Marketing effectiveness is like that too. Each marketing team, each creative vehicle, each media plan has a story, but there is also a wider tale. It’s about whether we are generally making better choices than we used to. And about whether new things we have collectively tried have helped or not.

The big story that our industry has been telling itself in recent years is that there’s a crisis in effectiveness, that our ability to sell stuff using ads is in decline.

It really isn’t a great message PR-wise. It’s useful if there’s a problem and we need to course-correct. But if not, it’s a message that undermines marketers’ ability to do their jobs. It’s already easy for CFOs to question whether marketing is worth it and divert budget to other things. The simple message that marketing works bears repeating. We complicate the take-out at our peril.

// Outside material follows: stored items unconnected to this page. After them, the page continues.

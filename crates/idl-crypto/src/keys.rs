use rand::RngCore;

use crate::hasher::ContentHasher;

/// Demonstration-grade identity key pair.
///
/// The public key is 32 random bytes, hex-encoded. The private key is the
/// KEY-domain digest of the public key concatenated with the creation
/// timestamp. The two halves have **no mathematical correspondence** — this
/// is not an asymmetric scheme and nothing in the ledger signs or verifies
/// with it. The pair exists so an identity record can carry a stable public
/// identifier while the caller holds a secret the ledger never stores:
/// the private key cannot be re-derived from chain state, so losing it
/// means losing the ability to act as that identity.
#[derive(Clone, PartialEq, Eq)]
pub struct IdentityKeyPair {
    public_key: String,
    private_key: String,
}

impl IdentityKeyPair {
    /// Generate a fresh key pair at the given creation timestamp.
    pub fn generate(timestamp_ms: u64) -> Self {
        let mut material = [0u8; 32];
        rand::thread_rng().fill_bytes(&mut material);
        Self::from_material(material, timestamp_ms)
    }

    /// Derive a key pair from fixed material (tests and replays).
    pub fn from_material(material: [u8; 32], timestamp_ms: u64) -> Self {
        let public_key = hex::encode(material);
        let preimage = format!("{public_key}{timestamp_ms}");
        let private_key = ContentHasher::KEY.hash(preimage.as_bytes()).to_hex();
        Self {
            public_key,
            private_key,
        }
    }

    /// Hex-encoded public identifier (64 characters).
    pub fn public_key(&self) -> &str {
        &self.public_key
    }

    /// Hex-encoded private secret (64 characters). Hand to the caller,
    /// never persist.
    pub fn private_key(&self) -> &str {
        &self.private_key
    }
}

impl std::fmt::Debug for IdentityKeyPair {
    fn fmt(&self, f: &mut std::fmt::Formatter<'_>) -> std::fmt::Result {
        write!(
            f,
            "IdentityKeyPair(pub: {}…, priv: <redacted>)",
            &self.public_key[..8]
        )
    }
}

#[cfg(test)]
mod tests {
    use super::*;

    #[test]
    fn generated_pairs_are_unique() {
        let a = IdentityKeyPair::generate(1_000);
        let b = IdentityKeyPair::generate(1_000);
        assert_ne!(a.public_key(), b.public_key());
        assert_ne!(a.private_key(), b.private_key());
    }

    #[test]
    fn keys_are_64_hex_chars() {
        let pair = IdentityKeyPair::generate(1_000);
        assert_eq!(pair.public_key().len(), 64);
        assert_eq!(pair.private_key().len(), 64);
        assert!(pair.public_key().chars().all(|c| c.is_ascii_hexdigit()));
        assert!(pair.private_key().chars().all(|c| c.is_ascii_hexdigit()));
    }

    #[test]
    fn derivation_is_deterministic_for_fixed_material() {
        let a = IdentityKeyPair::from_material([7u8; 32], 42);
        let b = IdentityKeyPair::from_material([7u8; 32], 42);
        assert_eq!(a, b);
    }

    #[test]
    fn timestamp_changes_private_key_only() {
        let a = IdentityKeyPair::from_material([7u8; 32], 42);
        let b = IdentityKeyPair::from_material([7u8; 32], 43);
        assert_eq!(a.public_key(), b.public_key());
        assert_ne!(a.private_key(), b.private_key());
    }

    #[test]
    fn debug_redacts_private_key() {
        let pair = IdentityKeyPair::generate(1_000);
        let debug = format!("{pair:?}");
        assert!(debug.contains("<redacted>"));
        assert!(!debug.contains(pair.private_key()));
    }
}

And there’s now new data that adds a chapter to what we know. It suggests that if there ever was a general crisis of effectiveness, it’s over now. Return on investment has been increasing in the last five years, and it’s now at comparable levels to 2005.

The big ups and downs

Evidence on these issues is never going to be perfect, but in 2021 there was a big step forward. A group of analytics companies – D2D, IRI, OMG, VCCP media, and magic numbers – agreed to share anonymised data on UK advertising they’ve evaluated using econometrics.

This built into a database that was quite a lot bigger than others like it that had come before. And for once, it didn’t just have award winners in it. It was named ARC for the advertising research community that came together to build it.

The data suggests that currently there is no crisis. The average return on investment in recent years – among ordinary, unawarded campaigns – is £3.80 in revenue per £1 spent on advertising. And effectiveness is not in decline.

The chart above shows the data. It’s a simple graph, but each bar contains the results of between 44 and 139 econometrics studies, each including three years of advertising experience, properly evaluated. And the ROIs have been adjusted to take account of the size of the advertisers included, to ensure the makeup of the sample isn’t driving the results.

What it shows is that ROI declined between 2005 and the more recent data, and it was particularly low in the year of the Brexit vote. But since then, the return from UK advertising has been on the up, and by 2019 back to at least where it was in 2005.

Marketers are in pole position to shape consumer demand for sustainability

Learning by doing in online advertising

The data also has some clues on why returns to advertising have been changing. It suggests that effectiveness has been in flux as marketers, agencies and platforms, along with their research providers, experimented with new online media channels.

What happened was that a growing number of increasingly sophisticated online options and formats were made available to advertisers. Over time, we’ve learnt. So that now we know a lot more about which to use when, and how to make the best of each of them.

It’s likely this evolution towards a more mature use of online media explains the chart below. In the long period between 2005 and 2016, marketers didn’t always know how to use online well. So, when the share of budget for online went up, effectiveness went down. But after 2016, people were using the new tools more successfully, and continuing to learn, ROI had recovered and was continuing to increase.

Experimentation with online is visible in the choice of media channels in the new data, plotted in the two charts below. Within offline, budget allocations have been stable, with about two-thirds of the budget going to TV and the remainder split between other offline channels in all years.

But within online, advertisers have been trying things, learning and settling at a better mix. The biggest change has been the declining share allocated to display. But in the period ROI was increasing there’s also been experimentation with paid search, which increased rapidly before falling back a little. And by 2019, the highest-ROI year, paid social had also expanded to sit alongside search as the most prominent online channel.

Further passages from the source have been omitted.